Sorry for that digression, but I do think it's important.
But let's, since we're trying to squeeze many centuries of human development into a tiny amount of time,
take us from the Renaissance to the Enlightenment, which when I was a kid, I always used to think that they were the same thing,
but they're clearly very, very different things.
But the humanist strand continues through there.
It does. And there's a whole kind of meandering.
I mean, there's a, there are periods between those two, which are very interesting as well.
but I do think it's, I do quite sort of think jumping to the Enlightenment is not a bad idea
because that's when you start to see, certainly you start to see the rise of scientific thinking.

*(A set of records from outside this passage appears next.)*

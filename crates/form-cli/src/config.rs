use std::env;

use form_runtime::{DEFAULT_UPLOAD_BASE_URL, MockConfig};
use form_spec::{DEFAULT_BASE_URL, LinkError, LinkTemplate, link::DEFAULT_LINK_TEMPLATE};

pub const BASE_URL_VAR: &str = "FORMKIT_BASE_URL";
pub const LINK_TEMPLATE_VAR: &str = "FORMKIT_LINK_TEMPLATE";
pub const UPLOAD_BASE_URL_VAR: &str = "FORMKIT_UPLOAD_BASE_URL";

/// Settings resolved from flags and `FORMKIT_*` environment variables.
#[derive(Debug, Clone, PartialEq, Eq)]
pub struct CliConfig {
    pub base_url: String,
    pub link_template: String,
    pub upload_base_url: String,
}

impl CliConfig {
    pub fn from_env(base_url_flag: Option<String>) -> Self {
        Self::resolve(base_url_flag, |key| env::var(key).ok())
    }

    /// Flags win over the environment, which wins over the defaults.
    pub fn resolve(base_url_flag: Option<String>, lookup: impl Fn(&str) -> Option<String>) -> Self {
        let non_empty = |key: &str| lookup(key).filter(|value| !value.trim().is_empty());
        Self {
            base_url: base_url_flag
                .filter(|value| !value.trim().is_empty())
                .or_else(|| non_empty(BASE_URL_VAR))
                .unwrap_or_else(|| DEFAULT_BASE_URL.to_string()),
            link_template: non_empty(LINK_TEMPLATE_VAR)
                .unwrap_or_else(|| DEFAULT_LINK_TEMPLATE.to_string()),
            upload_base_url: non_empty(UPLOAD_BASE_URL_VAR)
                .unwrap_or_else(|| DEFAULT_UPLOAD_BASE_URL.to_string()),
        }
    }

    pub fn links(&self) -> Result<LinkTemplate, LinkError> {
        LinkTemplate::new(&self.base_url, &self.link_template)
    }

    pub fn mock(&self) -> MockConfig {
        MockConfig {
            upload_base_url: self.upload_base_url.clone(),
        }
    }
}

So we're talking 18th century.
There's a kind of long enlightenment that's that sometimes is traced back to the 17th century
and various philosophers and scientists, of course, very much that were beginning to, you know,
revolutionize science in that era.
But the height of it was the,
18th century and one strand is using reason, using scientific method, being, having a great
belief in the power of that. But the thing that I think is specifically humanistic about that is that
it's having a belief in the power of that to improve human lives, to improve human well-being,
and the fact that they wanted to foreground that question of human well-being. So one of the
figures that leaps out and that is Voltaire,
the great figure of the Enlightenment,
who really believed that we should do everything that we can to,
instead of sort of trying to find ways of justifying
by reference to some divine principle,
the fact of human suffering,
we should actually do what we can to,
of course, you can never banish human suffering at all,
but to reduce it and to minima,
to make it a little bit less widespread than it is
or to provide ways of sort of, well, yeah,
just making the be less suffering.
He was very famously very shocked by the earthquake.
This is sort of the earthquake in Lisbon of 1755,
which shocked a lot of people around Europe in.
physically.
Yeah.
Of course.
But I mean, it actually was felt as far afield as like Sweden and Scotland.
They could feel this earthquake from Portugal.
Of course, the destruction in Lisbon and around it was absolutely horrific.
And so many people died either instantly or because of the fires and just civic breakdown that followed.
Voltaire wrote several things, most famously condescary.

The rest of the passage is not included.